Goal of the exercise: Find all lines below containing the string "sits" and return them.

Input for this task:
------

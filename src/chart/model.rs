//! Chart model types

use std::fmt;

use serde::{Deserialize, Serialize};

use super::ChartError;
use crate::error::SourceError;

/// Types of charts the renderer knows how to draw
///
/// Serialized as the plain strings `"pie"`, `"bar"` and `"line"`. Any other
/// string is kept verbatim in [`ChartKind::Other`] so that decks written by
/// newer editors survive a load/save cycle.
#[derive(Debug, Clone, PartialEq, Eq, Hash, Serialize, Deserialize)]
#[serde(from = "String", into = "String")]
pub enum ChartKind {
    Pie,
    Bar,
    Line,
    Other(String),
}

impl ChartKind {
    pub fn as_str(&self) -> &str {
        match self {
            ChartKind::Pie => "pie",
            ChartKind::Bar => "bar",
            ChartKind::Line => "line",
            ChartKind::Other(name) => name,
        }
    }

    /// Whether the renderer has an algorithm for this kind
    pub fn is_known(&self) -> bool {
        !matches!(self, ChartKind::Other(_))
    }
}

impl From<String> for ChartKind {
    fn from(s: String) -> Self {
        match s.as_str() {
            "pie" => ChartKind::Pie,
            "bar" => ChartKind::Bar,
            "line" => ChartKind::Line,
            _ => ChartKind::Other(s),
        }
    }
}

impl From<&str> for ChartKind {
    fn from(s: &str) -> Self {
        ChartKind::from(s.to_string())
    }
}

impl From<ChartKind> for String {
    fn from(kind: ChartKind) -> Self {
        match kind {
            ChartKind::Other(name) => name,
            known => known.as_str().to_string(),
        }
    }
}

impl fmt::Display for ChartKind {
    fn fmt(&self, f: &mut fmt::Formatter<'_>) -> fmt::Result {
        f.write_str(self.as_str())
    }
}

/// A chart stored on a slide
#[derive(Debug, Clone, PartialEq, Serialize, Deserialize)]
pub struct Chart {
    #[serde(rename = "type")]
    pub kind: ChartKind,
    #[serde(default)]
    pub labels: Vec<String>,
    pub data: Vec<f64>,
}

impl Chart {
    pub fn new(kind: ChartKind, labels: Vec<String>, data: Vec<f64>) -> Self {
        Self { kind, labels, data }
    }

    /// Pie chart from parallel labels and values
    pub fn pie(labels: Vec<String>, data: Vec<f64>) -> Self {
        Self::new(ChartKind::Pie, labels, data)
    }

    /// Bar chart from parallel labels and values
    pub fn bar(labels: Vec<String>, data: Vec<f64>) -> Self {
        Self::new(ChartKind::Bar, labels, data)
    }

    /// Line chart from parallel labels and values
    pub fn line(labels: Vec<String>, data: Vec<f64>) -> Self {
        Self::new(ChartKind::Line, labels, data)
    }

    /// Chart with data only (labels are not needed for geometry)
    pub fn unlabeled(kind: ChartKind, data: Vec<f64>) -> Self {
        Self::new(kind, vec![], data)
    }

    /// Sum of all values
    pub fn total(&self) -> f64 {
        self.data.iter().sum()
    }

    /// Largest value, or `None` for an empty series
    pub fn max_value(&self) -> Option<f64> {
        self.data.iter().copied().reduce(f64::max)
    }

    /// Check that the data can be turned into finite geometry
    ///
    /// Labels are optional; when present they must pair up with the data.
    pub fn validate(&self) -> Result<(), ChartError> {
        if self.data.is_empty() {
            return Err(ChartError::EmptyData);
        }

        if let Some((index, &value)) = self
            .data
            .iter()
            .enumerate()
            .find(|(_, v)| !v.is_finite() || **v < 0.0)
        {
            return Err(ChartError::invalid_value(index, value));
        }

        if !self.labels.is_empty() && self.labels.len() != self.data.len() {
            return Err(ChartError::length_mismatch(
                self.labels.len(),
                self.data.len(),
            ));
        }

        if self.kind == ChartKind::Pie {
            let total = self.total();
            if !(total.is_finite() && total > 0.0) {
                return Err(ChartError::DegenerateTotal { total });
            }
        }

        Ok(())
    }

    /// Parse a chart from its JSON form
    pub fn from_json(source: &str) -> Result<Self, SourceError> {
        serde_json::from_str(source).map_err(|e| SourceError::from_json(&e, source))
    }

    /// Serialize to JSON in the editor's export format
    pub fn to_json(&self) -> String {
        // Chart only holds strings and f64, which always serialize
        serde_json::to_string(self).unwrap_or_default()
    }
}
//! Chart geometry
//!
//! Pure functions from `(chart, width, height)` to a [`Scene`]. Nothing is
//! cached between calls, so the same input always yields the same scene and
//! the functions are safe to call from any number of places at once.

pub mod bar;
pub mod line;
pub mod pie;
pub mod surface;

pub use pie::PieSlice;
pub use surface::Surface;

use crate::chart::{Chart, ChartError, ChartKind};
use crate::palette::Palette;
use crate::scene::Scene;

/// Pie radius in pie viewBox units
pub const PIE_RADIUS: f64 = 100.0;

/// Side of the square pie viewBox, independent of the outer viewport
pub const PIE_VIEWBOX: f64 = 200.0;

/// Horizontal gap between bars
pub const BAR_GAP: f64 = 10.0;

/// Left inset of the first bar
pub const BAR_INSET: f64 = 5.0;

/// Distance from the bottom edge to the baseline (and from the top edge to full scale)
pub const PLOT_MARGIN: f64 = 10.0;

/// Stroke width of the line chart polyline
pub const LINE_STROKE_WIDTH: f64 = 3.0;

/// Radius of line chart point markers
pub const MARKER_RADIUS: f64 = 4.0;

/// Render a chart with the default palette
///
/// Absent, malformed or unknown charts yield an empty scene.
pub fn render(chart: Option<&Chart>, width: f64, height: f64) -> Scene {
    render_with_palette(chart, width, height, &Palette::default())
}

/// Render a chart with a custom palette
pub fn render_with_palette(
    chart: Option<&Chart>,
    width: f64,
    height: f64,
    palette: &Palette,
) -> Scene {
    let Some(chart) = chart else {
        return Scene::empty(width, height);
    };

    match try_render_with_palette(chart, width, height, palette) {
        Ok(scene) => scene,
        Err(e) => {
            tracing::warn!(kind = %chart.kind, error = %e, "invalid chart data, drawing nothing");
            Scene::empty(width, height)
        }
    }
}

/// Render a chart, reporting malformed data as an error
pub fn try_render(chart: &Chart, width: f64, height: f64) -> Result<Scene, ChartError> {
    try_render_with_palette(chart, width, height, &Palette::default())
}

/// Render a chart with a custom palette, reporting malformed data as an error
pub fn try_render_with_palette(
    chart: &Chart,
    width: f64,
    height: f64,
    palette: &Palette,
) -> Result<Scene, ChartError> {
    if let ChartKind::Other(name) = &chart.kind {
        tracing::debug!(kind = %name, "unknown chart kind, drawing nothing");
        return Ok(Scene::empty(width, height));
    }

    validate_box(width, height)?;
    chart.validate()?;

    let scene = match chart.kind {
        ChartKind::Pie => pie::render(&chart.data, width, height, palette),
        ChartKind::Bar => bar::render(&chart.data, width, height, palette),
        ChartKind::Line => line::render(&chart.data, width, height, palette),
        ChartKind::Other(_) => Scene::empty(width, height),
    };

    tracing::debug!(
        kind = %chart.kind,
        width,
        height,
        primitives = scene.len(),
        "rendered chart"
    );
    Ok(scene)
}

/// Check that a render box has a usable area
pub fn validate_box(width: f64, height: f64) -> Result<(), ChartError> {
    if width.is_finite() && height.is_finite() && width > 0.0 && height > 0.0 {
        Ok(())
    } else {
        Err(ChartError::invalid_box(width, height))
    }
}

/// Vertical position of a value scaled against `max`
///
/// `max == 0` means every value is zero, so every point sits on the baseline.
pub(crate) fn scaled_height(value: f64, max: f64, height: f64) -> f64 {
    if max == 0.0 {
        0.0
    } else {
        value / max * (height - 2.0 * PLOT_MARGIN)
    }
}

/// Largest value of a validated, non-empty series
pub(crate) fn max_of(data: &[f64]) -> f64 {
    data.iter().copied().fold(0.0, f64::max)
}
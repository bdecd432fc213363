//! SVG generation from chart scenes

use crate::scene::{path, Point, Primitive, Scene, ViewBox};

use super::SvgConfig;

/// Build SVG elements incrementally
pub struct SvgBuilder {
    config: SvgConfig,
    elements: Vec<String>,
}

impl SvgBuilder {
    /// Create a new SVG builder
    pub fn new(config: SvgConfig) -> Self {
        Self {
            config,
            elements: vec![],
        }
    }

    fn class_attr(&self, kind: &str) -> String {
        if self.config.class_prefix.is_empty() {
            String::new()
        } else {
            format!(r#" class="{}{}""#, self.config.class_prefix, kind)
        }
    }

    fn indent_str(&self) -> &str {
        if self.config.pretty_print {
            "  "
        } else {
            ""
        }
    }

    fn newline(&self) -> &str {
        if self.config.pretty_print {
            "\n"
        } else {
            ""
        }
    }

    /// Add a filled path element
    pub fn add_path(&mut self, kind: &str, d: &str, fill: &str) {
        self.elements.push(format!(
            r#"{}<path{} d="{}" fill="{}"/>"#,
            self.indent_str(),
            self.class_attr(kind),
            d,
            escape_xml(fill)
        ));
    }

    /// Add a rectangle element
    pub fn add_rect(&mut self, kind: &str, x: f64, y: f64, w: f64, h: f64, fill: &str) {
        self.elements.push(format!(
            r#"{}<rect{} x="{}" y="{}" width="{}" height="{}" fill="{}"/>"#,
            self.indent_str(),
            self.class_attr(kind),
            x,
            y,
            w,
            h,
            escape_xml(fill)
        ));
    }

    /// Add an unfilled polyline element
    pub fn add_polyline(&mut self, kind: &str, points: &[Point], stroke: &str, stroke_width: f64) {
        let points_str: String = points
            .iter()
            .map(|p| format!("{},{}", p.x, p.y))
            .collect::<Vec<_>>()
            .join(" ");

        self.elements.push(format!(
            r#"{}<polyline{} points="{}" fill="none" stroke="{}" stroke-width="{}"/>"#,
            self.indent_str(),
            self.class_attr(kind),
            points_str,
            escape_xml(stroke),
            stroke_width
        ));
    }

    /// Add a circle element
    pub fn add_circle(&mut self, kind: &str, cx: f64, cy: f64, r: f64, fill: &str) {
        self.elements.push(format!(
            r#"{}<circle{} cx="{}" cy="{}" r="{}" fill="{}"/>"#,
            self.indent_str(),
            self.class_attr(kind),
            cx,
            cy,
            r,
            escape_xml(fill)
        ));
    }

    /// Build the final SVG string
    pub fn build(self, width: f64, height: f64, view_box: Option<ViewBox>) -> String {
        let nl = self.newline();
        let mut svg = String::new();

        if self.config.xml_declaration {
            svg.push_str(r#"<?xml version="1.0" encoding="UTF-8"?>"#);
            svg.push_str(nl);
        }

        let view_box_attr = view_box
            .map(|vb| {
                format!(
                    r#" viewBox="{} {} {} {}""#,
                    vb.x, vb.y, vb.width, vb.height
                )
            })
            .unwrap_or_default();
        let class_attr = self.class_attr("chart");

        svg.push_str(&format!(
            r#"<svg xmlns="http://www.w3.org/2000/svg"{} width="{}" height="{}"{}>"#,
            class_attr, width, height, view_box_attr
        ));
        svg.push_str(nl);

        for elem in &self.elements {
            svg.push_str(elem);
            svg.push_str(nl);
        }

        svg.push_str("</svg>");
        svg
    }
}

/// Render a scene to an SVG string
pub fn render_svg(scene: &Scene, config: &SvgConfig) -> String {
    let mut builder = SvgBuilder::new(config.clone());

    for primitive in &scene.primitives {
        let kind = primitive.kind();
        match primitive {
            Primitive::Path { segments, fill } => {
                builder.add_path(kind, &path::to_svg_d(segments), fill);
            }
            Primitive::Rect {
                x,
                y,
                width,
                height,
                fill,
            } => builder.add_rect(kind, *x, *y, *width, *height, fill),
            Primitive::Polyline {
                points,
                stroke,
                stroke_width,
            } => builder.add_polyline(kind, points, stroke, *stroke_width),
            Primitive::Circle { cx, cy, r, fill } => builder.add_circle(kind, *cx, *cy, *r, fill),
        }
    }

    builder.build(scene.width, scene.height, scene.view_box)
}

/// Escape special XML characters
pub fn escape_xml(s: &str) -> String {
    s.replace('&', "&amp;")
        .replace('<', "&lt;")
        .replace('>', "&gt;")
        .replace('"', "&quot;")
        .replace('\'', "&apos;")
}
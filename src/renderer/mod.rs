//! SVG renderer for chart scenes
//!
//! This module takes a [`Scene`](crate::scene::Scene) and produces an SVG
//! string with CSS classes on every primitive for styling.

pub mod config;
pub mod svg;

pub use config::SvgConfig;
pub use svg::{escape_xml, render_svg};
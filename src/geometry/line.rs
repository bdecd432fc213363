//! Line chart geometry

use super::{max_of, scaled_height, LINE_STROKE_WIDTH, MARKER_RADIUS, PLOT_MARGIN};
use crate::palette::Palette;
use crate::scene::{Point, Primitive, Scene};

/// Positions of the data points across the full box width
///
/// The first point sits on the left edge and the last on the right edge. A
/// single point has no spacing to compute and is placed at `x = 0`.
pub fn points(data: &[f64], width: f64, height: f64) -> Vec<Point> {
    let max = max_of(data);
    let gap = if data.len() > 1 {
        width / (data.len() - 1) as f64
    } else {
        0.0
    };

    data.iter()
        .enumerate()
        .map(|(i, value)| {
            Point::new(
                i as f64 * gap,
                height - scaled_height(*value, max, height) - PLOT_MARGIN,
            )
        })
        .collect()
}

/// Render a validated line series: one polyline plus a marker per point
pub fn render(data: &[f64], width: f64, height: f64, palette: &Palette) -> Scene {
    let mut scene = Scene::empty(width, height);
    let points = points(data, width, height);

    scene.push(Primitive::Polyline {
        points: points.clone(),
        stroke: palette.line.clone(),
        stroke_width: LINE_STROKE_WIDTH,
    });

    for p in points {
        scene.push(Primitive::Circle {
            cx: p.x,
            cy: p.y,
            r: MARKER_RADIUS,
            fill: palette.marker.clone(),
        });
    }

    scene
}

#[cfg(test)]
mod tests {
    use super::*;

    #[test]
    fn test_points_span_width() {
        let points = points(&[0.0, 5.0, 10.0], 200.0, 120.0);
        assert_eq!(
            points,
            vec![
                Point::new(0.0, 110.0),
                Point::new(100.0, 60.0),
                Point::new(200.0, 10.0),
            ]
        );
    }

    #[test]
    fn test_single_point_at_origin() {
        let points = points(&[5.0], 320.0, 220.0);
        assert_eq!(points, vec![Point::new(0.0, 10.0)]);
    }

    #[test]
    fn test_all_zero_on_baseline() {
        for p in points(&[0.0, 0.0, 0.0], 300.0, 220.0) {
            assert_eq!(p.y, 210.0);
        }
    }

    #[test]
    fn test_render_polyline_then_markers() {
        let scene = render(&[1.0, 2.0], 100.0, 100.0, &Palette::default());
        assert_eq!(scene.len(), 3);
        match &scene.primitives[0] {
            Primitive::Polyline {
                points,
                stroke,
                stroke_width,
            } => {
                assert_eq!(points.len(), 2);
                assert_eq!(stroke, "#4e79a7");
                assert_eq!(*stroke_width, 3.0);
            }
            other => panic!("expected polyline, got {:?}", other),
        }
        for marker in &scene.primitives[1..] {
            match marker {
                Primitive::Circle { r, fill, .. } => {
                    assert_eq!(*r, 4.0);
                    assert_eq!(fill, "#f28e2b");
                }
                other => panic!("expected circle, got {:?}", other),
            }
        }
    }

    #[test]
    fn test_single_point_render() {
        let scene = render(&[5.0], 320.0, 220.0, &Palette::default());
        assert_eq!(scene.len(), 2);
        assert!(scene.is_finite());
    }
}
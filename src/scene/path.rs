//! Path segments for sector shapes
//!
//! Converts resolved segments into SVG path `d` attribute strings.

use serde::{Deserialize, Serialize};

use super::Point;

/// A segment in a resolved path
#[derive(Debug, Clone, PartialEq, Serialize, Deserialize)]
#[serde(tag = "cmd", rename_all = "snake_case")]
pub enum PathSegment {
    /// Move to starting point
    MoveTo(Point),
    /// Straight line to point
    LineTo(Point),
    /// Circular arc to point
    ArcTo {
        end: Point,
        radius: f64,
        large_arc: bool,
        sweep: bool, // true = clockwise in SVG coordinates (y-down)
    },
    /// Close path back to start
    Close,
}

/// Convert a list of segments to an SVG path `d` attribute string
///
/// Coordinates are written with full precision so that two independent
/// consumers of the same scene agree on every vertex.
pub fn to_svg_d(segments: &[PathSegment]) -> String {
    let mut parts = Vec::with_capacity(segments.len());

    for seg in segments {
        match seg {
            PathSegment::MoveTo(p) => parts.push(format!("M{},{}", p.x, p.y)),
            PathSegment::LineTo(p) => parts.push(format!("L{},{}", p.x, p.y)),
            PathSegment::ArcTo {
                end,
                radius,
                large_arc,
                sweep,
            } => {
                let large = if *large_arc { 1 } else { 0 };
                let sw = if *sweep { 1 } else { 0 };
                // A rx,ry x-axis-rotation large-arc-flag sweep-flag x,y
                parts.push(format!(
                    "A{},{} 0 {} {} {},{}",
                    radius, radius, large, sw, end.x, end.y
                ));
            }
            PathSegment::Close => parts.push("Z".to_string()),
        }
    }

    parts.join(" ")
}
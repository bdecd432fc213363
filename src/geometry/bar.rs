//! Bar chart geometry

use super::{max_of, scaled_height, BAR_GAP, BAR_INSET, PLOT_MARGIN};
use crate::palette::Palette;
use crate::scene::{Primitive, Scene};

/// Render a validated bar series
///
/// Bars share the width evenly with a [`BAR_GAP`] between neighbours and
/// grow upwards from a baseline [`PLOT_MARGIN`] above the bottom edge. The
/// largest value spans the full plot height.
pub fn render(data: &[f64], width: f64, height: f64, palette: &Palette) -> Scene {
    let mut scene = Scene::empty(width, height);
    let max = max_of(data);
    let bar_width = width / data.len() as f64 - BAR_GAP;

    for (i, value) in data.iter().enumerate() {
        let bar_height = scaled_height(*value, max, height);
        scene.push(Primitive::Rect {
            x: i as f64 * (bar_width + BAR_GAP) + BAR_INSET,
            y: height - bar_height - PLOT_MARGIN,
            width: bar_width,
            height: bar_height,
            fill: palette.series_color(i).to_string(),
        });
    }

    scene
}

#[cfg(test)]
mod tests {
    use super::*;

    fn rects(scene: &Scene) -> Vec<(f64, f64, f64, f64)> {
        scene
            .primitives
            .iter()
            .map(|p| match p {
                Primitive::Rect {
                    x,
                    y,
                    width,
                    height,
                    ..
                } => (*x, *y, *width, *height),
                other => panic!("unexpected primitive {:?}", other),
            })
            .collect()
    }

    #[test]
    fn test_three_bars() {
        let scene = render(&[10.0, 20.0, 30.0], 320.0, 220.0, &Palette::default());
        let rects = rects(&scene);
        let bar_width = 320.0 / 3.0 - 10.0;

        assert_eq!(rects.len(), 3);
        assert!((rects[0].2 - 96.666_666_666).abs() < 1e-6);
        assert_eq!(rects[2], (2.0 * (bar_width + 10.0) + 5.0, 10.0, bar_width, 200.0));
        assert_eq!(rects[0].0, 5.0);
    }

    #[test]
    fn test_exact_layout() {
        let scene = render(&[1.0, 2.0, 4.0], 330.0, 220.0, &Palette::default());
        assert_eq!(
            rects(&scene),
            vec![
                (5.0, 160.0, 100.0, 50.0),
                (115.0, 110.0, 100.0, 100.0),
                (225.0, 10.0, 100.0, 200.0),
            ]
        );
    }

    #[test]
    fn test_zero_value_on_baseline() {
        let scene = render(&[0.0, 5.0], 200.0, 100.0, &Palette::default());
        let rects = rects(&scene);
        assert_eq!(rects[0].1, 90.0);
        assert_eq!(rects[0].3, 0.0);
        assert_eq!(rects[1].1, 10.0);
        assert_eq!(rects[1].3, 80.0);
    }

    #[test]
    fn test_all_zero_flattens() {
        let scene = render(&[0.0, 0.0], 200.0, 100.0, &Palette::default());
        for (_, y, _, h) in rects(&scene) {
            assert_eq!(y, 90.0);
            assert_eq!(h, 0.0);
        }
    }

    #[test]
    fn test_fill_colors_by_index() {
        let scene = render(&[1.0; 6], 600.0, 300.0, &Palette::default());
        let fills: Vec<&str> = scene
            .primitives
            .iter()
            .map(|p| match p {
                Primitive::Rect { fill, .. } => fill.as_str(),
                other => panic!("unexpected primitive {:?}", other),
            })
            .collect();
        assert_eq!(
            fills,
            vec!["#4e79a7", "#f28e2b", "#e15759", "#76b7b2", "#59a14f", "#4e79a7"]
        );
    }
}
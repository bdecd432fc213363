//! Slide Charts CLI
//!
//! Usage:
//!   slide-charts [OPTIONS] render [FILE] [--surface NAME | --width W --height H]
//!   slide-charts [OPTIONS] scene [FILE] [--surface NAME | --width W --height H]
//!   slide-charts [OPTIONS] export [FILE] [--format html|json]
//!
//! Options:
//!   -p, --palette <FILE>  Palette file for chart colors (TOML format)
//!   -d, --debug           Log render details to stderr
//!   -h, --help            Print help

use std::fs;
use std::io::{self, Read};
use std::path::{Path, PathBuf};

use clap::{Args, Parser, Subcommand, ValueEnum};
use tracing_subscriber::{layer::SubscriberExt, util::SubscriberInitExt, EnvFilter};

use slide_charts::{
    export_html, render_scene, render_svg, Deck, RenderConfig, RenderError, Surface, SvgConfig,
};

#[derive(Parser)]
#[command(name = "slide-charts")]
#[command(about = "Render slide charts to SVG and export decks")]
struct Cli {
    /// Palette file for chart colors (TOML format)
    #[arg(short, long, global = true)]
    palette: Option<PathBuf>,

    /// Log render details to stderr (RUST_LOG overrides)
    #[arg(short, long, global = true)]
    debug: bool,

    #[command(subcommand)]
    command: Command,
}

#[derive(Subcommand)]
enum Command {
    /// Render a chart JSON document to SVG
    Render(ChartArgs),

    /// Print the computed scene of a chart JSON document as JSON
    Scene(ChartArgs),

    /// Export a deck JSON document
    Export(ExportArgs),
}

#[derive(Args)]
struct ChartArgs {
    /// Input file (reads from stdin if not provided)
    input: Option<PathBuf>,

    /// Named render box: default, editor, preview or thumbnail
    #[arg(short, long, value_enum, default_value_t = Surface::Default)]
    surface: Surface,

    /// Render box width (overrides --surface)
    #[arg(long, requires = "height")]
    width: Option<f64>,

    /// Render box height (overrides --surface)
    #[arg(long, requires = "width")]
    height: Option<f64>,

    /// Omit the XML declaration
    #[arg(long)]
    inline: bool,
}

#[derive(Args)]
struct ExportArgs {
    /// Deck file (reads from stdin if not provided)
    input: Option<PathBuf>,

    /// Output format
    #[arg(short, long, value_enum, default_value = "html")]
    format: ExportFormat,
}

#[derive(Clone, Copy, ValueEnum)]
enum ExportFormat {
    /// Standalone HTML document
    Html,
    /// Normalized deck JSON
    Json,
}

fn main() {
    let cli = Cli::parse();
    init_tracing(cli.debug);

    let config = match base_config(cli.palette.as_deref()) {
        Ok(config) => config,
        Err(e) => {
            let path = cli.palette.as_deref().unwrap_or(Path::new(""));
            eprintln!("Error loading palette '{}': {}", path.display(), e);
            std::process::exit(1);
        }
    };

    let (input, result) = match &cli.command {
        Command::Render(args) => {
            let source = read_input(args.input.as_deref());
            let config = chart_config(config, args);
            let result = render_scene(&source, &config).map(|scene| render_svg(&scene, &config.svg));
            ((args.input.clone(), source), result)
        }
        Command::Scene(args) => {
            let source = read_input(args.input.as_deref());
            let config = chart_config(config, args);
            let result = render_scene(&source, &config).map(|scene| {
                serde_json::to_string_pretty(&scene).unwrap_or_default()
            });
            ((args.input.clone(), source), result)
        }
        Command::Export(args) => {
            let source = read_input(args.input.as_deref());
            let result = Deck::from_json(&source)
                .map(|deck| match args.format {
                    ExportFormat::Html => export_html(&deck, &config),
                    ExportFormat::Json => deck.to_json(),
                })
                .map_err(RenderError::from);
            ((args.input.clone(), source), result)
        }
    };

    match result {
        Ok(output) => println!("{}", output),
        Err(e) => {
            let (path, source) = input;
            let filename = path
                .as_ref()
                .map(|p| p.display().to_string())
                .unwrap_or_else(|| "<stdin>".to_string());
            eprintln!("Error: {}", e.format(&source, &filename));
            std::process::exit(1);
        }
    }
}

fn init_tracing(debug: bool) {
    let default_level = if debug { "debug" } else { "warn" };
    let filter =
        EnvFilter::try_from_default_env().unwrap_or_else(|_| EnvFilter::new(default_level));

    tracing_subscriber::registry()
        .with(tracing_subscriber::fmt::layer().with_writer(io::stderr))
        .with(filter)
        .init();
}

fn base_config(palette: Option<&Path>) -> Result<RenderConfig, RenderError> {
    let config = RenderConfig::new();
    match palette {
        Some(path) => config.with_palette_file(path),
        None => Ok(config),
    }
}

fn chart_config(config: RenderConfig, args: &ChartArgs) -> RenderConfig {
    let config = match (args.width, args.height) {
        (Some(w), Some(h)) => config.with_size(w, h),
        _ => config.with_surface(args.surface),
    };
    if args.inline {
        config.with_svg(SvgConfig::inline())
    } else {
        config
    }
}

fn read_input(path: Option<&Path>) -> String {
    match path {
        Some(path) => match fs::read_to_string(path) {
            Ok(content) => content,
            Err(e) => {
                eprintln!("Error reading file '{}': {}", path.display(), e);
                std::process::exit(1);
            }
        },
        None => {
            let mut buffer = String::new();
            match io::stdin().read_to_string(&mut buffer) {
                Ok(_) => buffer,
                Err(e) => {
                    eprintln!("Error reading from stdin: {}", e);
                    std::process::exit(1);
                }
            }
        }
    }
}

------

Your solution:
/// `max == 0` means every value is zero, so every point sits on the baseline.
/// The first point sits on the left edge and the last on the right edge. A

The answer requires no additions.